Summary of the current power-seeking theorems

Give me a utility function, any utility function, and for most ways I could jumble it up—most ways I could permute which outcomes get which utility, for most of these permutations, the agent will seek power.

This kind of argument assumes that the set {utility functions we might specify} is closed under permutation. This assumption is unrealistic. Practically speaking, we reward agents based off of observed features of the agent’s environment.

For example, Pac-Man eats dots and gains points. A football AI scores a touchdown and gains points. A robot hand solves a Rubik’s cube and gains points. But most permutations of these objectives are implausible because they’re high-entropy, they’re complex, they assign high reward to one state and low reward to another state without a simple generating rule that grounds out in observed features. Practical objective specification doesn’t allow that many degrees of freedom in what states get what reward.

I explore how instrumental convergence works in this case. I also walk through how these new results retrodict the fact that instrumental convergence basically disappears for agents with utility functions over action-observation histories.

Consider the following environment, where the agent can either stay put or move along a purple arrow.

From left to right, top to bottom, the states have labels $s_{△}, s_{◯}, s_{left}, s_{start}, s_{right}, s_{★} .$

Suppose the agent gets some amount of reward each timestep, and it’s choosing a policy to maximize its average per-timestep reward. Previous results tell us that for generic reward functions over states, at least half of them incentivize going right. Two terminal states are on the left and three are on the right. Since 3 > 2, we conclude that at least $\frac{floor(3/2)}{floor(3/2) + 1} = \frac{1}{2}$ of objectives incentivize going right.

It’s damn hard to have so many degrees of freedom that you’re specifying a potentially independent utility number for each state.¹ Meaningful utility functions will be featurized in some sense—only depending on certain features of the world state, and of how the outcomes transpired, etc. If the featurization is linear, then it’s particularly easy to reason about power-seeking incentives.

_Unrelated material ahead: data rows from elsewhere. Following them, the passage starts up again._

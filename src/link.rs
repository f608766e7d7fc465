//! The parsed link type and the fragment parser.

use std::fmt;
use std::str::FromStr;

use crate::args::LinkArgs;
use crate::constants::{FRAGMENT_PREFIX, MAX_FRAGMENT_LENGTH};
use crate::error::{IdentifierError, LinkError, LinkErrorKind};
use crate::identifier::{permalink_split, EventId, GroupId, MatrixId, RoomTarget, UserId};
use crate::server_name::ServerName;
use crate::sigil::Sigil;

/// The kind of resource a link addresses.
#[derive(Debug, Clone, Copy, PartialEq, Eq, Hash)]
pub enum LinkKind {
    /// A room addressed by alias
    RoomAlias,
    /// A room addressed by ID
    RoomId,
    /// A user
    UserId,
    /// A group
    GroupId,
    /// An event within a room
    Permalink,
}

/// The resource a link points at.
///
/// The event half of a permalink exists only in the `Event` variant, so
/// "`eventId` present iff permalink" is a structural fact rather than a
/// runtime invariant.
#[derive(Debug, Clone, PartialEq, Eq, Hash)]
pub enum LinkTarget {
    /// A room, by alias or ID
    Room(RoomTarget),
    /// A user
    User(UserId),
    /// A group
    Group(GroupId),
    /// An event within a room (a permalink)
    Event {
        /// The room half of the permalink
        room: RoomTarget,
        /// The event half of the permalink
        event: EventId,
    },
}

impl LinkTarget {
    /// Returns the link kind this target represents.
    #[must_use]
    pub const fn kind(&self) -> LinkKind {
        match self {
            Self::Room(RoomTarget::Alias(_)) => LinkKind::RoomAlias,
            Self::Room(RoomTarget::Id(_)) => LinkKind::RoomId,
            Self::User(_) => LinkKind::UserId,
            Self::Group(_) => LinkKind::GroupId,
            Self::Event { .. } => LinkKind::Permalink,
        }
    }

    /// Returns the primary identifier string (the room half for permalinks).
    #[must_use]
    pub fn identifier(&self) -> &str {
        match self {
            Self::Room(room) | Self::Event { room, .. } => room.as_str(),
            Self::User(user) => user.as_str(),
            Self::Group(group) => group.as_str(),
        }
    }

    /// Returns the server name embedded in the primary identifier.
    #[must_use]
    pub const fn server(&self) -> &ServerName {
        match self {
            Self::Room(room) | Self::Event { room, .. } => room.server(),
            Self::User(user) => user.server(),
            Self::Group(group) => group.server(),
        }
    }

    /// Returns the event half, present only for permalinks.
    #[must_use]
    pub const fn event(&self) -> Option<&EventId> {
        match self {
            Self::Event { event, .. } => Some(event),
            _ => None,
        }
    }
}

impl From<MatrixId> for LinkTarget {
    fn from(id: MatrixId) -> Self {
        match id {
            MatrixId::RoomAlias(alias) => Self::Room(RoomTarget::Alias(alias)),
            MatrixId::RoomId(room) => Self::Room(RoomTarget::Id(room)),
            MatrixId::User(user) => Self::User(user),
            MatrixId::Group(group) => Self::Group(group),
        }
    }
}

impl fmt::Display for LinkTarget {
    fn fmt(&self, f: &mut fmt::Formatter<'_>) -> fmt::Result {
        match self {
            Self::Event { room, event } => write!(f, "{room}/{event}"),
            other => write!(f, "{}", other.identifier()),
        }
    }
}

/// A parsed, validated link to a federated resource.
///
/// A `Link` is immutable once constructed; equality is structural. The
/// candidate server list is computed at construction: the identifier's own
/// server first, then the `via` arguments deduplicated in first-seen order
/// (byte-wise comparison).
///
/// # Examples
///
/// ```
/// use matrix_link::{Link, LinkKind};
///
/// let link = Link::parse_fragment("#/@alice:example.com").unwrap();
/// assert_eq!(link.kind(), LinkKind::UserId);
/// assert_eq!(link.identifier(), "@alice:example.com");
///
/// let link = Link::parse_fragment("#/!room:example.org?via=a.org&via=a.org").unwrap();
/// let servers: Vec<_> = link.servers().iter().map(|s| s.as_str()).collect();
/// assert_eq!(servers, ["example.org", "a.org"]);
/// ```
#[derive(Debug, Clone, PartialEq, Eq)]
pub struct Link {
    target: LinkTarget,
    args: LinkArgs,
    servers: Vec<ServerName>,
    /// Normalized fragment representation
    normalized: String,
}

impl Link {
    /// Parses a URL fragment of the form `#/<identifier>[/<eventId>]?<query>`.
    ///
    /// The parser never panics; every malformed input is reported as a
    /// [`LinkError`] carrying the raw input for diagnostics.
    ///
    /// # Errors
    ///
    /// Returns `LinkError` if:
    /// - The fragment is empty or exceeds the maximum length
    /// - The `#/` prefix is absent
    /// - The identifier fails the grammar (including the `encodeURI`
    ///   round-trip check)
    /// - A permalink's room half is not a room alias or room ID
    /// - The query arguments are malformed
    pub fn parse_fragment(input: &str) -> Result<Self, LinkError> {
        Self::parse_inner(input).map_err(|kind| LinkError {
            input: input.to_string(),
            kind,
        })
    }

    /// Creates a link from its components.
    #[must_use]
    pub fn new(target: LinkTarget, args: LinkArgs) -> Self {
        let servers = Self::compute_servers(&target, &args);
        let normalized = Self::normalize(&target, &args);
        Self {
            target,
            args,
            servers,
            normalized,
        }
    }

    /// Returns the link kind.
    #[must_use]
    pub const fn kind(&self) -> LinkKind {
        self.target.kind()
    }

    /// Returns the target resource.
    #[must_use]
    pub const fn target(&self) -> &LinkTarget {
        &self.target
    }

    /// Returns the canonical primary identifier string.
    #[must_use]
    pub fn identifier(&self) -> &str {
        self.target.identifier()
    }

    /// Returns the event ID, present only for permalinks.
    #[must_use]
    pub const fn event_id(&self) -> Option<&EventId> {
        self.target.event()
    }

    /// Returns the candidate servers: the identifier's own server followed
    /// by deduplicated `via` servers in first-seen order.
    #[must_use]
    pub fn servers(&self) -> &[ServerName] {
        &self.servers
    }

    /// Returns the query arguments.
    #[must_use]
    pub const fn args(&self) -> &LinkArgs {
        &self.args
    }

    /// Returns the originating client ID, if the link carried one.
    #[must_use]
    pub fn client_id(&self) -> Option<&str> {
        self.args.client()
    }

    /// Returns the sharer identifier, if the link carried one.
    #[must_use]
    pub fn sharer(&self) -> Option<&str> {
        self.args.sharer()
    }

    /// Returns the requested (untrusted) web instance for a client ID.
    #[must_use]
    pub fn web_instance(&self, client_id: &str) -> Option<&str> {
        self.args.web_instance(client_id)
    }

    /// Returns the normalized fragment string.
    #[must_use]
    pub fn as_str(&self) -> &str {
        &self.normalized
    }

    fn parse_inner(input: &str) -> Result<Self, LinkErrorKind> {
        if input.is_empty() {
            return Err(LinkErrorKind::Empty);
        }

        if input.len() > MAX_FRAGMENT_LENGTH {
            return Err(LinkErrorKind::TooLong {
                max: MAX_FRAGMENT_LENGTH,
                actual: input.len(),
            });
        }

        let (link_part, query_part) = match input.find('?') {
            Some(q_idx) => (&input[..q_idx], &input[q_idx + 1..]),
            None => (input, ""),
        };

        let body = link_part.strip_prefix(FRAGMENT_PREFIX).ok_or_else(|| {
            LinkErrorKind::MissingPrefix {
                found: Some(link_part.chars().take(2).collect()),
            }
        })?;

        let target = Self::parse_target(body)?;
        let args = LinkArgs::parse(query_part).map_err(LinkErrorKind::InvalidArguments)?;

        Ok(Self::new(target, args))
    }

    fn parse_target(body: &str) -> Result<LinkTarget, LinkErrorKind> {
        if let Some(slash_idx) = permalink_split(body) {
            let room = RoomTarget::parse(&body[..slash_idx]).map_err(|e| match e {
                IdentifierError::WrongSigil { found, .. } => {
                    LinkErrorKind::PermalinkRoomKind { found }
                }
                other => LinkErrorKind::InvalidPermalinkRoom(other),
            })?;
            let event = EventId::parse(&body[slash_idx + 1..])
                .map_err(LinkErrorKind::InvalidEventId)?;
            return Ok(LinkTarget::Event { room, event });
        }

        MatrixId::parse(body)
            .map(LinkTarget::from)
            .map_err(LinkErrorKind::InvalidIdentifier)
    }

    fn compute_servers(target: &LinkTarget, args: &LinkArgs) -> Vec<ServerName> {
        let mut servers = vec![target.server().clone()];
        for via in args.vias() {
            if !servers.iter().any(|s| s.as_str() == via.as_str()) {
                servers.push(via.clone());
            }
        }
        servers
    }

    fn normalize(target: &LinkTarget, args: &LinkArgs) -> String {
        let mut result = format!("{FRAGMENT_PREFIX}{target}");
        if !args.is_empty() {
            result.push('?');
            result.push_str(&args.to_string());
        }
        result
    }
}

impl fmt::Display for Link {
    fn fmt(&self, f: &mut fmt::Formatter<'_>) -> fmt::Result {
        write!(f, "{}", self.normalized)
    }
}

impl FromStr for Link {
    type Err = LinkError;

    fn from_str(s: &str) -> Result<Self, Self::Err> {
        Self::parse_fragment(s)
    }
}

impl AsRef<str> for Link {
    fn as_ref(&self) -> &str {
        &self.normalized
    }
}

impl TryFrom<&str> for Link {
    type Error = LinkError;

    fn try_from(s: &str) -> Result<Self, Self::Error> {
        Self::parse_fragment(s)
    }
}

#[cfg(feature = "serde")]
impl serde::Serialize for Link {
    fn serialize<S>(&self, serializer: S) -> Result<S::Ok, S::Error>
    where
        S: serde::Serializer,
    {
        serializer.serialize_str(&self.normalized)
    }
}

#[cfg(feature = "serde")]
impl<'de> serde::Deserialize<'de> for Link {
    fn deserialize<D>(deserializer: D) -> Result<Self, D::Error>
    where
        D: serde::Deserializer<'de>,
    {
        let s = String::deserialize(deserializer)?;
        Self::parse_fragment(&s).map_err(serde::de::Error::custom)
    }
}

impl LinkError {
    /// Suggests plausible reinterpretations of a failed link.
    ///
    /// Probes the raw identifier with each of the `@`, `#`, `!` sigils
    /// prepended and returns every candidate that validates, so a UI can
    /// offer "did you mean" corrections next to the failure notice.
    #[must_use]
    pub fn suggestions(&self) -> Vec<Link> {
        let link_part = self.input.split('?').next().unwrap_or("");
        let body = link_part
            .strip_prefix(FRAGMENT_PREFIX)
            .unwrap_or(link_part);

        let mut suggestions = Vec::new();
        for sigil in [Sigil::User, Sigil::RoomAlias, Sigil::RoomId] {
            let candidate = format!("{sigil}{body}");
            if let Ok(id) = MatrixId::parse(&candidate) {
                suggestions.push(Link::new(LinkTarget::from(id), LinkArgs::new()));
            }
        }
        suggestions
    }
}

Let $feat (s)$ be the feature vector for state $s$ , where the first entry is 1 iff the agent is standing on $△$ . The second and third entries represent $◯$ and $★$ , respectively. That is, the featurization only records what shape the agent is standing on. Suppose the agent makes decisions in a way which depends only on the featurized reward of a state: $R (s) = feat (s)^{⊤} α$ , where $α \in R^{3}$ expresses the feature coefficients. Then the relevant terminal states are only {triangle, circle, star}, and we conclude that 2/3 of coefficient vectors incentivize going right. We state the argument precisely using orbits. For every coefficient vector $α$ , at least² 2/3 of its permuted variants make the agent prefer to go right.

This particular featurization increases the strength of the orbit-level incentives—whereas before, we could only guarantee 1/2-strength power-seeking tendency, now we guarantee 2/3-level.³⁴

There’s another point I want to make in this tiny environment.

Suppose we find an environmental symmetry $ϕ$ which lets us apply the original power-seeking theorems to raw reward functions over the world state. Letting $e_{s} \in R^{6}$ be a column vector with an entry of 1 at state $s$ and 0 elsewhere, in this environment, we have the symmetry enforced by

ϕ \cdot {e_{△}, e_{left}} State distributions, left = {e_{◯}, e_{right}} ⊊ {e_{◯}, e_{right}, e_{★}} State distributions, right .

Given a state featurization, and given that we know that there’s a state-level environmental symmetry $ϕ$ , when can we conclude that there’s also feature-level power-seeking in the environment?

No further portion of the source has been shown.